### PROBLEM DESCRIPTION
Scan the entries that follow and work out how many lines contain "insert". Give the number and nothing else.

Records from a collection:

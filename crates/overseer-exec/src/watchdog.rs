//! Per-execution monitors. Every running execution gets a monitor with a hard
//! timeout deadline and a one-shot warning threshold; the engine's watchdog tick
//! collects whatever is due and applies the transitions.

use overseer_core::config::WatchdogConfig;
use overseer_core::identifier::{ExecutionId, TaskId};
use parking_lot::Mutex;
use std::collections::HashMap;
use std::time::{Duration, Instant};

/// State tracked for one running execution
#[derive(Debug, Clone)]
pub(crate) struct Monitor {
    pub task_id: TaskId,
    pub started: Instant,
    pub timeout_at: Instant,
    pub warning_at: Instant,
    pub warned: bool,
}

/// Executions whose deadlines have passed, as collected by one tick
#[derive(Debug, Default)]
pub(crate) struct DueMonitors {
    pub timed_out: Vec<ExecutionId>,
    /// Warnings fire once per execution; the monitor is marked on collection
    pub warnings: Vec<(ExecutionId, TaskId, Duration)>,
}

/// The monitor table
pub struct Watchdog {
    monitors: Mutex<HashMap<ExecutionId, Monitor>>,
    timeout: Duration,
    warning_threshold: Duration,
}

impl Watchdog {
    pub fn new(config: &WatchdogConfig) -> Self {
        Self {
            monitors: Mutex::new(HashMap::new()),
            timeout: minutes(config.default_timeout_minutes),
            warning_threshold: minutes(config.warning_threshold_minutes),
        }
    }

    /// Begin monitoring a freshly assigned execution. Returns the hard deadline.
    pub(crate) fn start_monitor(&self, execution_id: ExecutionId, task_id: TaskId) -> Instant {
        let started = Instant::now();
        let timeout_at = started + self.timeout;
        self.monitors.lock().insert(
            execution_id,
            Monitor {
                task_id,
                started,
                timeout_at,
                warning_at: started + self.warning_threshold,
                warned: false,
            },
        );
        timeout_at
    }

    /// Stop monitoring (completion, cancellation, failure)
    pub(crate) fn stop_monitor(&self, execution_id: &ExecutionId) -> Option<Monitor> {
        self.monitors.lock().remove(execution_id)
    }

    /// Collect everything due. Timed-out monitors are removed; warning monitors are
    /// marked so they fire only once.
    pub(crate) fn collect_due(&self) -> DueMonitors {
        let now = Instant::now();
        let mut monitors = self.monitors.lock();
        let mut due = DueMonitors::default();

        for (id, monitor) in monitors.iter_mut() {
            if now >= monitor.timeout_at {
                due.timed_out.push(id.clone());
            } else if now >= monitor.warning_at && !monitor.warned {
                monitor.warned = true;
                due.warnings
                    .push((id.clone(), monitor.task_id.clone(), now - monitor.started));
            }
        }
        for id in &due.timed_out {
            monitors.remove(id);
        }
        due
    }

    pub fn active_monitors(&self) -> usize {
        self.monitors.lock().len()
    }
}

fn minutes(value: f64) -> Duration {
    Duration::from_secs_f64(value.max(0.0) * 60.0)
}
impl StorageEngine {
    /// Open (and lay out) a store at `root`. The root must be inside the gate's
    /// allowed write paths.
    pub fn new(
        root: impl Into<PathBuf>,
        gate: Arc<SecurityGate>,
        cache_config: &CacheConfig,
    ) -> Result<Self> {
        let root = root.into();
        let root = gate.validate_path(&root, AccessMode::Write)?;
        for dir in DATA_DIRS {
            fs::create_dir_all(root.join(dir))?;
        }
        Ok(Self {
            root,
            gate,
            cache: Arc::new(StoreCache::new(cache_config)),
        })
    }

    pub fn root(&self) -> &Path {
        &self.root
    }

    pub fn gate(&self) -> &Arc<SecurityGate> {
        &self.gate
    }

    pub fn cache(&self) -> &Arc<StoreCache> {
        &self.cache
    }

    /// Persist a new entity.
    ///
    /// # Error
    /// `conflict` when a record with the same id already exists.
    pub fn create<E: Entity>(&self, entity: &E) -> Result<()> {
        let id = entity.entity_id();
        let mut value = serde_json::to_value(entity)?;
        self.gate.sanitize(&mut value);
        let guard = self.lock_entity(E::KIND, &id)?;
        let result = (|| {
            let path = self.entity_path(E::KIND, &id, AccessMode::Write)?;
            if path.exists() {
                return Err(OverseerError::conflict(format!(
                    "{} {} already exists",
                    E::KIND,
                    id
                )));
            }
            self.raw_write(E::KIND, &id, &value, Some(&entity.summary()))
        })();
        self.unlock(guard);
        result
    }

    /// Read an entity, cache first.
    ///
    /// # Error
    /// `validation` for an unknown id.
    pub fn get<E: Entity>(&self, id: &str) -> Result<E> {
        let key = StoreCache::key(E::KIND, id);
        if let Some(value) = self.cache.get(&key) {
            return Ok(serde_json::from_value(value)?);
        }
        let value = self.raw_read(E::KIND, id)?;
        self.cache.set(key, value.clone());
        Ok(serde_json::from_value(value)?)
    }

    /// Apply a partial update: `patch` deep-merges into the stored record. The id is
    /// immutable; a patch that tries to change it is refused.
    pub fn update<E: Entity>(&self, id: &str, patch: Value) -> Result<E> {
        if let Some(patched_id) = patch.get("id") {
            let current = Value::String(id.to_string());
            if patched_id != &current {
                return Err(OverseerError::validation(format!(
                    "id is immutable, cannot change {} to {}",
                    id, patched_id
                )));
            }
        }
        let guard = self.lock_entity(E::KIND, id)?;
        let result = (|| {
            let mut value = self.raw_read(E::KIND, id)?;
            merge_value(&mut value, patch);
            let mut entity: E = serde_json::from_value(value)?;
            entity.refresh_updated_at();
            let mut value = serde_json::to_value(&entity)?;
            self.gate.sanitize(&mut value);
            self.raw_write(E::KIND, id, &value, Some(&entity.summary()))?;
            Ok(entity)
        })();
        self.unlock(guard);
        result
    }

    /// Delete an entity and its index entry.
    ///
    /// # Error
    /// `validation` for an unknown id.
    pub fn delete<E: Entity>(&self, id: &str) -> Result<()> {
        let guard = self.lock_entity(E::KIND, id)?;
        let result = self.raw_delete(E::KIND, id);
        self.unlock(guard);
        result
    }

    /// The indexed summaries of every entity of a kind, sorted by id
    pub fn list(&self, kind: EntityKind) -> Result<Vec<Value>> {
        let index = self.read_index(kind)?;
        match index.get(kind.index_field()) {
            Some(Value::Array(entries)) => Ok(entries.clone()),
            _ => Ok(vec![]),
        }
    }

    /// Case-insensitive substring search over title/name/description fields
    pub fn search<E: Entity>(&self, query: &str) -> Result<Vec<E>> {
        let needle = query.to_lowercase();
        let dir = self.root.join(E::KIND.dir_name());
        let mut matches = vec![];
        for entry in fs::read_dir(&dir)? {
            let path = entry?.path();
            if path.extension().map(|e| e != "json").unwrap_or(true) {
                continue;
            }
            let value: Value = serde_json::from_str(&fs::read_to_string(&path)?)?;
            let hit = ["title", "name", "description"].iter().any(|field| {
                value
                    .get(field)
                    .and_then(Value::as_str)
                    .map(|text| text.to_lowercase().contains(&needle))
                    .unwrap_or(false)
            });
            if hit {
                matches.push(serde_json::from_value(value)?);
            }
        }
        Ok(matches)
    }

    // --- raw operations: callers hold the locks ---

    pub(crate) fn raw_read(&self, kind: EntityKind, id: &str) -> Result<Value> {
        let path = self.entity_path(kind, id, AccessMode::Read)?;
        if !path.exists() {
            return Err(OverseerError::validation(format!(
                "unknown {} id {}",
                kind, id
            )));
        }
        Ok(serde_json::from_str(&fs::read_to_string(path)?)?)
    }

    pub(crate) fn raw_write(
        &self,
        kind: EntityKind,
        id: &str,
        value: &Value,
        summary: Option<&Value>,
    ) -> Result<()> {
        let path = self.entity_path(kind, id, AccessMode::Write)?;
        self.write_json_atomic(&path, value)?;
        self.cache.set(StoreCache::key(kind, id), value.clone());
        self.upsert_index(kind, id, summary)
    }

    pub(crate) fn raw_delete(&self, kind: EntityKind, id: &str) -> Result<()> {
        let path = self.entity_path(kind, id, AccessMode::Write)?;
        if !path.exists() {
            return Err(OverseerError::validation(format!(
                "unknown {} id {}",
                kind, id
            )));
        }
        fs::remove_file(path)?;
        self.cache.remove(&StoreCache::key(kind, id));
        self.upsert_index(kind, id, None)
    }

    /// The current index entry for an id, when present
    pub(crate) fn index_entry(&self, kind: EntityKind, id: &str) -> Result<Option<Value>> {
        Ok(self
            .list(kind)?
            .into_iter()
            .find(|entry| entry.get("id").and_then(Value::as_str) == Some(id)))
    }

    // --- locking ---

    pub(crate) fn lock_entity(&self, kind: EntityKind, id: &str) -> Result<EntityLockGuard> {
        let snapshot = self.gate.acquire_lock(
            SNAPSHOT_RESOURCE,
            LockMode::Read,
            Some(format!("{}:{}", kind, id)),
            LOCK_TIMEOUT,
        )?;
        let entity = match self.gate.acquire_lock(
            &StoreCache::key(kind, id),
            LockMode::Write,
            None,
            LOCK_TIMEOUT,
        ) {
            Ok(lock) => lock,
            Err(e) => {
                let _ = self.gate.release_lock(&snapshot);
                return Err(e);
            }
        };
        Ok(EntityLockGuard { snapshot, entity })
    }

    pub(crate) fn unlock(&self, guard: EntityLockGuard) {
        let _ = self.gate.release_lock(&guard.entity);
        let _ = self.gate.release_lock(&guard.snapshot);
    }

    // --- files ---

    pub(crate) fn entity_path(
        &self,
        kind: EntityKind,
        id: &str,
        mode: AccessMode,
    ) -> Result<PathBuf> {
        if id.is_empty() {
            return Err(OverseerError::validation("empty entity id"));
        }
        let path = self
            .root
            .join(kind.dir_name())
            .join(format!("{}.json", file_stem(id)));
        self.gate.validate_path(&path, mode)
    }

    fn index_path(&self, kind: EntityKind, mode: AccessMode) -> Result<PathBuf> {
        let path = self
            .root
            .join("indexes")
            .join(format!("{}.json", kind.index_field()));
        self.gate.validate_path(&path, mode)
    }

    /// Write pretty JSON atomically: to a temp file in the target directory, then
    /// rename over the destination.
    pub(crate) fn write_json_atomic(&self, path: &Path, value: &Value) -> Result<()> {
        let text = serde_json::to_string_pretty(value)?;
        self.write_text_atomic(path, &text)
    }

    pub(crate) fn write_text_atomic(&self, path: &Path, text: &str) -> Result<()> {
        let dir = path
            .parent()
            .ok_or_else(|| OverseerError::validation(format!("{} has no parent", path.display())))?;
        let mut temp = tempfile::NamedTempFile::new_in(dir)?;
        temp.write_all(text.as_bytes())?;
        temp.flush()?;
        temp.persist(path)
            .map_err(|e| OverseerError::system(format!("atomic rename failed: {}", e)))?;
        Ok(())
    }

    fn read_index(&self, kind: EntityKind) -> Result<Value> {
        let path = self.index_path(kind, AccessMode::Read)?;
        if !path.exists() {
            return Ok(json!({
                kind.index_field(): [],
                "lastUpdated": clock::now_rfc3339(),
                "version": SCHEMA_VERSION,
            }));
        }
        Ok(serde_json::from_str(&fs::read_to_string(path)?)?)
    }

    /// Replace (or remove, when `summary` is `None`) one entry in a kind's index.
    /// The index file is shared by every entity of the kind, so the read-modify-write
    /// runs under its own write lock.
    fn upsert_index(&self, kind: EntityKind, id: &str, summary: Option<&Value>) -> Result<()> {
        let lock = self.gate.acquire_lock(
            &format!("index:{}", kind.index_field()),
            LockMode::Write,
            None,
            LOCK_TIMEOUT,
        )?;
        let result = self.upsert_index_locked(kind, id, summary);
        let _ = self.gate.release_lock(&lock);
        result
    }

    fn upsert_index_locked(&self, kind: EntityKind, id: &str, summary: Option<&Value>) -> Result<()> {
        let mut index = self.read_index(kind)?;
        let mut entries = match index.get_mut(kind.index_field()) {
            Some(Value::Array(entries)) => std::mem::take(entries),
            _ => vec![],
        };
        entries.retain(|entry| entry.get("id").and_then(Value::as_str) != Some(id));
        if let Some(summary) = summary {
            entries.push(summary.clone());
        }
        entries.sort_by(|a, b| {
            let a = a.get("id").and_then(Value::as_str).unwrap_or_default();
            let b = b.get("id").and_then(Value::as_str).unwrap_or_default();
            a.cmp(b)
        });

        let index_value = json!({
            kind.index_field(): entries,
            "lastUpdated": clock::now_rfc3339(),
            "version": index.get("version").cloned().unwrap_or_else(|| json!(SCHEMA_VERSION)),
        });
        let path = self.index_path(kind, AccessMode::Write)?;
        self.write_json_atomic(&path, &index_value)
    }
}

/// Locks held across one entity mutation
pub(crate) struct EntityLockGuard {
    snapshot: LockId,
    entity: LockId,
}

/// Deep merge: objects merge key by key, everything else is replaced
pub(crate) fn merge_value(target: &mut Value, patch: Value) {
    match (target, patch) {
        (Value::Object(target), Value::Object(patch)) => {
            for (key, inner) in patch {
                match target.get_mut(&key) {
                    Some(existing) => merge_value(existing, inner),
                    None => {
                        target.insert(key, inner);
                    }
                }
            }
        }
        (target, patch) => *target = patch,
    }
}

#[cfg(test)]
pub(crate) mod testing {
    //! Shared fixtures for the store test modules

    use super::*;
    use overseer_core::config::OverseerConfig;
    use overseer_core::events::EventBus;
    use tempfile::TempDir;

    pub struct StoreFixture {
        pub engine: Arc<StorageEngine>,
        pub bus: Arc<EventBus>,
        // keeps the data root alive for the test's lifetime
        pub dir: TempDir,
    }

    pub fn store() -> StoreFixture {
        let dir = TempDir::new().unwrap();
        let mut config = OverseerConfig::default();
        config.security.allowed_write_paths = vec![dir.path().to_path_buf()];
        let bus = Arc::new(EventBus::new());
        let gate = Arc::new(SecurityGate::new(
            config.security,
            config.locks,
            config.audit,
            Arc::clone(&bus),
        ));
        let engine = Arc::new(
            StorageEngine::new(dir.path().join("data"), gate, &config.cache).unwrap(),
        );
        StoreFixture { engine, bus, dir }
    }
}
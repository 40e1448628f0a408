//! # `overseer-graph`
//!
//! The dependency graph engine. A project's tasks form a directed acyclic graph whose
//! edges point from dependent to dependency; the engine keeps the adjacency and
//! reverse-index mappings in exact lockstep with the edge table, refuses any mutation
//! that would introduce a cycle, and derives the analyses the scheduler feeds on:
//! topological order, the weighted critical path, and parallel batches.
//!
//! Persistence of graphs is routed through `overseer-store`; this crate is pure.

#![deny(rustdoc::broken_intra_doc_links)]

#[macro_use]
extern crate serde;

#[macro_use]
extern crate log;

pub mod analysis;
pub mod delta;
pub mod edge;
pub mod graph;
pub mod node;
pub mod proposal;
pub mod serial;
pub mod validate;

// Re-exports
pub use analysis::{CriticalPath, GraphMetrics, ParallelBatch};
pub use delta::GraphDelta;
pub use edge::{DependencyEdge, DependencyType};
pub use graph::DependencyGraph;
pub use node::TaskNode;
pub use proposal::{propose_dependencies, AppliedProposals, DependencyProposal};
pub use serial::{GraphFormat, SerializedGraph};
pub use validate::{GraphValidation, ValidationError, ValidationWarning};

### RESULT BELOW
2